● Data to use
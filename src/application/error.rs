use crate::router::RouterError;
use thiserror::Error;

#[derive(Debug, Error)]
pub enum ApplicationError {
    #[error("application was already started")]
    AlreadyStarted,
    #[error("application wasn't started")]
    NotStarted,
    #[error("to add new {what} the application must be stopped")]
    ModifyWhileStarted { what: &'static str },
    #[error(transparent)]
    Router(#[from] RouterError),
}

pub type ApplicationResult<T> = Result<T, ApplicationError>;
use serde_json::{Map, Value};

/// Variables captured by a match, merged with the static environment of the
/// route that produced them.
pub type Variables = Map<String, Value>;

/// Merges `layers` left to right; later layers win on key collision.
pub fn merge_variables<'a, I>(layers: I) -> Variables
where
    I: IntoIterator<Item = &'a Variables>,
{
    let mut out = Variables::new();
    for layer in layers {
        for (key, value) in layer {
            out.insert(key.clone(), value.clone());
        }
    }
    out
}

● What you will do
Every line above from the line with "what: &'static str" to the line with "for (key, value)", inclusive, must be returned exactly; no other line belongs in the reply.

● Response to the task
    ModifyWhileStarted { what: &'static str },
    #[error(transparent)]
    Router(#[from] RouterError),
}

pub type ApplicationResult<T> = Result<T, ApplicationError>;
use serde_json::{Map, Value};

/// Variables captured by a match, merged with the static environment of the
/// route that produced them.
pub type Variables = Map<String, Value>;

/// Merges `layers` left to right; later layers win on key collision.
pub fn merge_variables<'a, I>(layers: I) -> Variables
where
    I: IntoIterator<Item = &'a Variables>,
{
    let mut out = Variables::new();
    for layer in layers {
        for (key, value) in layer {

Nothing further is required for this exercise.